I wrote as I thought (in my question) So Shoot me.

There are no good guys. I do not think the deed horrible. It is his property we have no right to have cleared it (it was not legally* necessary)(nor was it recommended by his care team / they said it would need a "bit of de cluttering" so no excuse as to not telling him apart from "it may distress him". If it may, then it will, and he has to eventually find out.
He should know of matters directly concerning him is my main premise here.
He is not lacking capacity even if he does have dementia (please god hes best as can be)
He is master of his own ship, regardless of who wants to take the wheel and steer in a 'better' way.

We have no idea how dad will react.

Please refrain from diagnosing.No doctor has confirmed dementia. (Though this is not even confirmed as doctors words come to me second hand so amount to hearsay)

Fairs fair. To accept he has dementia is to accept he is a hoarder. And therefor to act accordingly so as not to endanger his wellbeing (the deed is potentially hazardous to his wellbeing as stated by hoarding specialists.)
.

(AMA (thanks) by the very premise they have not discharged him he is evidently not fit for discharge (but this could also be due to the fact that necessary parties required for his diagnosis/treatment plan are not available (ie. he could be 'physically' fit for discharge but not tick all the boxes required to meet discharge criteria. Ive experienced this with mum. I am not certain as no contact with hosp.)
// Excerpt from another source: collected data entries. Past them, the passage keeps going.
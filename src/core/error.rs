//! Domain error taxonomy for coordinate parsing, dependency resolution and
//! conversion. Command runners wrap these in `anyhow` with context.

use std::path::PathBuf;

pub type Result<T, E = Error> = std::result::Result<T, E>;

#[derive(Debug, thiserror::Error)]
pub enum Error {
    /// A required configuration file or key is missing or unreadable
    #[error("config error in {path}: {reason}")]
    Config { path: PathBuf, reason: String },

    /// Path does not follow the root/area/module/version convention
    #[error("invalid module path {path}: {reason}")]
    InvalidPath { path: PathBuf, reason: String },

    #[error("rootless coordinate has no path: {0}")]
    Rootless(String),

    #[error("cannot find dependencies of a module with unspecified version: {0}")]
    UnspecifiedVersion(String),

    /// Structural error in a release manifest
    #[error("failed to parse manifest {path} (line {line}): {reason}")]
    Manifest {
        path: PathBuf,
        line: usize,
        reason: String,
    },

    /// External converter returned nonzero or could not be started
    #[error("conversion of {path} failed: {reason}")]
    Conversion { path: PathBuf, reason: String },

    /// Converted display could not be read or written as XML
    #[error("invalid display document {path}: {reason}")]
    Document { path: PathBuf, reason: String },

    #[error(transparent)]
    Io(#[from] std::io::Error),
}

impl Error {
    pub(crate) fn invalid_path(path: impl Into<PathBuf>, reason: impl Into<String>) -> Self {
        Self::InvalidPath {
            path: path.into(),
            reason: reason.into(),
        }
    }

    pub(crate) fn config(path: impl Into<PathBuf>, reason: impl Into<String>) -> Self {
        Self::Config {
            path: path.into(),
            reason: reason.into(),
        }
    }
}
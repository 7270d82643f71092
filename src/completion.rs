//! Shell completion generation using clap_complete.

use anyhow::{Context, Result};
use clap::{Command, CommandFactory};
use clap_complete::{generate, generate_to, Shell as CompletionShell};
use std::{fs, io};

use crate::cli::{AppContext, Cli, CompletionsArgs, Shell};

const BIN_NAME: &str = "edmconv";

impl From<Shell> for CompletionShell {
    fn from(shell: Shell) -> Self {
        match shell {
            Shell::Bash => CompletionShell::Bash,
            Shell::Zsh => CompletionShell::Zsh,
            Shell::Fish => CompletionShell::Fish,
            Shell::PowerShell => CompletionShell::PowerShell,
            Shell::Elvish => CompletionShell::Elvish,
        }
    }
}

pub fn run(args: CompletionsArgs, ctx: &AppContext) -> Result<()> {
    let mut cmd: Command = Cli::command();
    let shell: CompletionShell = args.shell.into();

    if args.stdout {
        generate(shell, &mut cmd, BIN_NAME, &mut io::stdout());
        return Ok(());
    }

    let dir = args
        .out_dir
        .ok_or_else(|| anyhow::anyhow!("--out-dir is required unless --stdout is set"))?;

    if ctx.dry_run {
        println!("Would write {shell} completion to {}", dir.display());
        return Ok(());
    }

    fs::create_dir_all(&dir).context("create --out-dir")?;
    let path = generate_to(shell, &mut cmd, BIN_NAME, &dir).context("generate completion file")?;

    if !ctx.quiet {
        eprintln!("Wrote completion to {}", path.display());
    }
    Ok(())
}
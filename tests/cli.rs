mod util;

use assert_cmd::Command;
use clap::Parser;
use edm_convert::cli::{Cli, Commands};
use edm_convert::core::coordinate::Area;
use predicates::prelude::*;
use util::ReleaseFixture;

fn edmconv(fx: &ReleaseFixture) -> Command {
    let mut cmd = Command::cargo_bin("edmconv").unwrap();
    cmd.current_dir(fx.tmp.path())
        .env_remove("RUST_LOG")
        .arg("--no-color");
    cmd
}

#[test]
fn deps_flag_parsing() {
    // Given
    let argv = vec![
        "edmconv",
        "deps",
        "ioc",
        "BL01I/BL01I-MO-IOC-01",
        "--module-version",
        "1-0",
        "--format",
        "json",
    ];

    // When
    let cli = Cli::parse_from(argv);

    // Then
    match cli.command {
        Commands::Deps(args) => {
            assert_eq!(args.spec.area, Area::Ioc);
            assert_eq!(args.spec.module, "BL01I/BL01I-MO-IOC-01");
            assert_eq!(args.spec.module_version.as_deref(), Some("1-0"));
        }
        _ => panic!("expected Deps command"),
    }
}

#[test]
fn locate_prints_coordinate() {
    let fx = ReleaseFixture::new();
    let motor = fx.motor_module();

    edmconv(&fx)
        .arg("locate")
        .arg(motor.join("motorApp/opi/opi/motor.opi"))
        .assert()
        .success()
        .stdout(predicate::str::contains("support/motor/6-7"))
        .stdout(predicate::str::contains("version: 6-7"));
}

#[test]
fn locate_rejects_paths_outside_a_tree() {
    let fx = ReleaseFixture::new();
    let stray = fx.tmp.path().join("stray");
    std::fs::create_dir_all(&stray).unwrap();

    edmconv(&fx)
        .arg("locate")
        .arg(&stray)
        .assert()
        .failure()
        .stderr(predicate::str::contains("Cannot locate module"));
}

#[test]
fn deps_json_lists_manifest_dependencies() {
    let fx = ReleaseFixture::new();
    fx.motor_module();
    fx.ioc_module();

    edmconv(&fx)
        .args(["--quiet", "deps", "ioc", "BL01I/BL01I-MO-IOC-01", "--format", "json"])
        .arg("--source-root")
        .arg(fx.prod())
        .assert()
        .success()
        .stdout(predicate::str::contains("\"dependencies\""))
        .stdout(predicate::str::contains("\"motor\""))
        .stdout(predicate::str::contains("\"6-7\""));
}

#[test]
fn index_json_maps_legacy_names() {
    let fx = ReleaseFixture::new();
    let ioc = fx.ioc_module();

    edmconv(&fx)
        .args(["--quiet", "index", "--format", "json"])
        .arg(ioc.join("BL01I-MO-IOC-01App/opi/edl"))
        .assert()
        .success()
        .stdout(predicate::str::contains("\"main.opi\""))
        .stdout(predicate::str::contains("\"sub/detail.opi\""))
        .stdout(predicate::str::contains("BL01I/BL01I-MO-IOC-01"));
}

#[test]
fn module_dry_run_prints_plan_without_writing() {
    let fx = ReleaseFixture::new();
    fx.motor_module();
    fx.ioc_module();

    edmconv(&fx)
        .args(["--dry-run", "module", "ioc", "BL01I/BL01I-MO-IOC-01"])
        .arg("--source-root")
        .arg(fx.prod())
        .arg("--mirror-root")
        .arg(fx.work())
        .assert()
        .success()
        .stdout(predicate::str::contains("\"1-1\""))
        .stdout(predicate::str::contains("BL01I-MO-IOC-01App/opi/opi"));

    assert!(!fx.work().exists());
}

#[test]
fn init_dry_run_prints_default_config() {
    let fx = ReleaseFixture::new();

    edmconv(&fx)
        .args(["--dry-run", "init"])
        .assert()
        .success()
        .stdout(predicate::str::contains("mirror_root"))
        .stdout(predicate::str::contains("[converter]"));

    assert!(!fx.tmp.path().join("edmconv.toml").exists());
}

#[test]
fn init_refuses_to_overwrite() {
    let fx = ReleaseFixture::new();

    edmconv(&fx).arg("init").assert().success();
    assert!(fx.tmp.path().join("edmconv.toml").is_file());

    edmconv(&fx)
        .arg("init")
        .assert()
        .failure()
        .stderr(predicate::str::contains("--force"));
}

#[test]
fn config_file_supplies_roots() {
    let fx = ReleaseFixture::new();
    fx.motor_module();
    fx.ioc_module();
    std::fs::write(
        fx.tmp.path().join("edmconv.toml"),
        format!("source_root = \"{}\"\n", fx.prod().display()),
    )
    .unwrap();

    edmconv(&fx)
        .args(["--quiet", "deps", "ioc", "BL01I/BL01I-MO-IOC-01", "--format", "table"])
        .assert()
        .success()
        .stdout(predicate::str::contains("motor"));
}

#[test]
fn completions_to_stdout() {
    let fx = ReleaseFixture::new();

    edmconv(&fx)
        .args(["completions", "bash", "--stdout"])
        .assert()
        .success()
        .stdout(predicate::str::contains("edmconv"));
}
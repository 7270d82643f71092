//! Dependency resolution: which other modules a module needs, fully
//! qualified with their versions.

use std::path::{Path, PathBuf};

use indexmap::IndexMap;
use tracing::{debug, error, instrument, warn};

use crate::core::coordinate::ModuleCoordinate;
use crate::core::error::{Error, Result};
use crate::core::module_ini::ModuleIni;
use crate::core::release::{RELEASE_FILE, ReleaseRecord, ReleaseTree, is_known_bad};
use crate::core::version::latest_version;
use crate::infra::config::ResolveConfig;

/// Dependency name to resolved coordinate, in discovery order
pub type DependencySet = IndexMap<String, ModuleCoordinate>;

#[derive(Debug, Clone, Default)]
pub struct Resolver {
    /// Base-library trees never treated as dependencies
    base_trees: Vec<PathBuf>,
    /// Manifests known to be unparseable
    known_bad: Vec<PathBuf>,
}

impl Resolver {
    pub fn new(base_trees: Vec<PathBuf>, known_bad: Vec<PathBuf>) -> Self {
        Self {
            base_trees,
            known_bad,
        }
    }

    pub fn from_config(cfg: &ResolveConfig) -> Self {
        Self::new(cfg.base_trees.clone(), cfg.known_bad_manifests.clone())
    }

    /// Resolve the dependencies of `module`.
    ///
    /// Records from the manifest tree are keyed by the dependency's declared
    /// name (last one wins); `extra` coordinates are applied afterwards and
    /// override them. Rootless extras get the module's root, and extras
    /// without a version get the newest one on disk.
    #[instrument(skip(self, module, extra), fields(module = %module))]
    pub fn find_dependencies(
        &self,
        module: &ModuleCoordinate,
        extra: &[ModuleCoordinate],
    ) -> Result<DependencySet> {
        if module.version.is_none() {
            return Err(Error::UnspecifiedVersion(module.to_string()));
        }

        let module_path = module.as_path()?;
        let manifest = module_path.join(RELEASE_FILE);
        let mut deps = DependencySet::new();

        match self.manifest_records(&manifest)? {
            Some(tree) => {
                for record in tree.flatten() {
                    let Some(path) = self.valid_path(record, &module_path) else {
                        continue;
                    };

                    let name = ModuleIni::read(path)
                        .ok()
                        .and_then(|ini| ini.name)
                        .or_else(|| record.name.clone())
                        .unwrap_or_else(|| record.macro_name.clone());

                    let coord = ModuleCoordinate::from_path(path)?;
                    debug!(dependency = %name, coordinate = %coord, "resolved manifest entry");
                    deps.insert(name, coord);
                }
            }
            None => debug!(manifest = %manifest.display(), "no manifest contribution"),
        }

        for dep in extra {
            let mut coord = match (&dep.root, &module.root) {
                (None, Some(root)) => dep.update_root(root),
                _ => dep.clone(),
            };
            if coord.version.is_none() && coord.root.is_some() {
                match latest_version(&coord.module_dir()?) {
                    Some(latest) => coord = coord.update_version(Some(latest)),
                    None => warn!(dependency = %coord, "no version of extra dependency on disk"),
                }
            }
            deps.insert(dep.module.clone(), coord);
        }

        deps.shift_remove(&module.module);
        Ok(deps)
    }

    /// Parse the manifest tree; `None` when there is nothing to contribute.
    fn manifest_records(&self, manifest: &Path) -> Result<Option<ReleaseTree>> {
        if !manifest.is_file() {
            warn!(manifest = %manifest.display(), "module has no release manifest");
            return Ok(None);
        }

        match ReleaseTree::parse(manifest, &self.known_bad) {
            Ok(tree) => Ok(Some(tree)),
            Err(err @ Error::Manifest { .. }) if is_known_bad(manifest, &self.known_bad) => {
                warn!(manifest = %manifest.display(), error = %err, "ignoring known-bad manifest");
                Ok(None)
            }
            Err(err) => {
                error!(manifest = %manifest.display(), error = %err, "failed to parse manifest");
                Err(err)
            }
        }
    }

    fn valid_path<'a>(&self, record: &'a ReleaseRecord, module_path: &Path) -> Option<&'a Path> {
        let path = record.path.as_deref()?;
        record.name.as_ref()?;

        if self.base_trees.iter().any(|base| path.starts_with(base)) {
            return None;
        }
        if path == module_path {
            return None;
        }
        Some(path)
    }
}

#[cfg(test)]
mod tests {
    use std::fs;

    use super::*;
    use crate::core::coordinate::Area;

    fn write(path: &Path, body: &str) {
        fs::create_dir_all(path.parent().unwrap()).unwrap();
        fs::write(path, body).unwrap();
    }

    fn motor(root: &Path) -> ModuleCoordinate {
        ModuleCoordinate::new(root, Area::Support, "motor", Some("6-7-1dls8".into()))
    }

    #[test]
    fn resolves_manifest_dependencies() {
        let tmp = tempfile::tempdir().unwrap();
        let root = tmp.path();
        write(
            &root.join("support/motor/6-7-1dls8/configure/RELEASE"),
            &format!(
                "SUPPORT={}/support\nVXSTATS=$(SUPPORT)/vxStats/1-14-1\nMOTOR=$(SUPPORT)/motor/6-7-1dls8\nEPICS_BASE=/base/R3.14\nTEMPLATE_TOP=$(EPICS_BASE)/templates\n",
                root.display()
            ),
        );

        let resolver = Resolver::new(vec![PathBuf::from("/base")], vec![]);
        let deps = resolver.find_dependencies(&motor(root), &[]).unwrap();

        assert_eq!(deps.len(), 1);
        assert_eq!(
            deps["vxStats"],
            ModuleCoordinate::new(root, Area::Support, "vxStats", Some("1-14-1".into()))
        );
        assert!(!deps.contains_key("motor"));
    }

    #[test]
    fn declared_name_wins_over_path_name() {
        let tmp = tempfile::tempdir().unwrap();
        let root = tmp.path();
        write(
            &root.join("support/motor/6-7-1dls8/configure/RELEASE"),
            &format!("STREAM={}/support/streamDevice/2-5\n", root.display()),
        );
        write(
            &root.join("support/streamDevice/2-5/configure/module.ini"),
            "[general]\nname = stream\n",
        );

        let deps = Resolver::default().find_dependencies(&motor(root), &[]).unwrap();
        assert_eq!(deps.keys().collect::<Vec<_>>(), vec!["stream"]);
    }

    #[test]
    fn extras_override_and_get_root() {
        let tmp = tempfile::tempdir().unwrap();
        let root = tmp.path();
        write(
            &root.join("support/motor/6-7-1dls8/configure/RELEASE"),
            &format!("ASYN={}/support/asyn/4-21\n", root.display()),
        );

        let extra = [
            ModuleCoordinate::rootless(Area::Support, "asyn", Some("4-26".into())),
            ModuleCoordinate::rootless(Area::Support, "busy", Some("1-6".into())),
        ];
        let deps = Resolver::default().find_dependencies(&motor(root), &extra).unwrap();

        assert_eq!(deps["asyn"].version.as_deref(), Some("4-26"));
        assert_eq!(deps["busy"].root.as_deref(), Some(root));
    }

    #[test]
    fn unversioned_extra_takes_latest_on_disk() {
        let tmp = tempfile::tempdir().unwrap();
        let root = tmp.path();
        fs::create_dir_all(root.join("support/motor/6-7-1dls8")).unwrap();
        for v in ["1-6", "1-7", "1-10"] {
            fs::create_dir_all(root.join("support/busy").join(v)).unwrap();
        }

        let extra = crate::core::coordinate::parse_dependency_list(&["busy", "calc"]);
        let deps = Resolver::default().find_dependencies(&motor(root), &extra).unwrap();

        assert_eq!(deps["busy"].version.as_deref(), Some("1-10"));
        assert_eq!(deps["busy"].root.as_deref(), Some(root));
        assert_eq!(deps["calc"].version, None);
    }

    #[test]
    fn unspecified_version_is_rejected() {
        let c = ModuleCoordinate::new("/r", Area::Support, "motor", None);
        assert!(matches!(
            Resolver::default().find_dependencies(&c, &[]),
            Err(Error::UnspecifiedVersion(_))
        ));
    }

    #[test]
    fn known_bad_manifest_degrades_to_extras() {
        let tmp = tempfile::tempdir().unwrap();
        let root = tmp.path();
        let manifest = root.join("support/motor/6-7-1dls8/configure/RELEASE");
        write(&manifest, "not a release file\n");

        let extra = [ModuleCoordinate::rootless(Area::Support, "busy", Some("1-6".into()))];

        assert!(matches!(
            Resolver::default().find_dependencies(&motor(root), &extra),
            Err(Error::Manifest { .. })
        ));

        let resolver = Resolver::new(vec![], vec![manifest]);
        let deps = resolver.find_dependencies(&motor(root), &extra).unwrap();
        assert_eq!(deps.keys().collect::<Vec<_>>(), vec!["busy"]);
    }

    #[test]
    fn missing_manifest_yields_only_extras() {
        let tmp = tempfile::tempdir().unwrap();
        fs::create_dir_all(tmp.path().join("support/motor/6-7-1dls8")).unwrap();

        let deps = Resolver::default().find_dependencies(&motor(tmp.path()), &[]).unwrap();
        assert!(deps.is_empty());
    }
}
Ive no idea how dad will take it. It may not agitate him at all. I assume how he would react based on my understanding of him; that alone is not enough to be certain of how he will react. He must be told about it before he can react. He must be told 'whatever the weather'. If its going to rain better he has an umbrella. If hes going to have a bad turn when informed its better hes in a place designed to help him with that. None of us kids are qualified in any matters relating to welfare or healthcare (if theyre not one and the same ...?)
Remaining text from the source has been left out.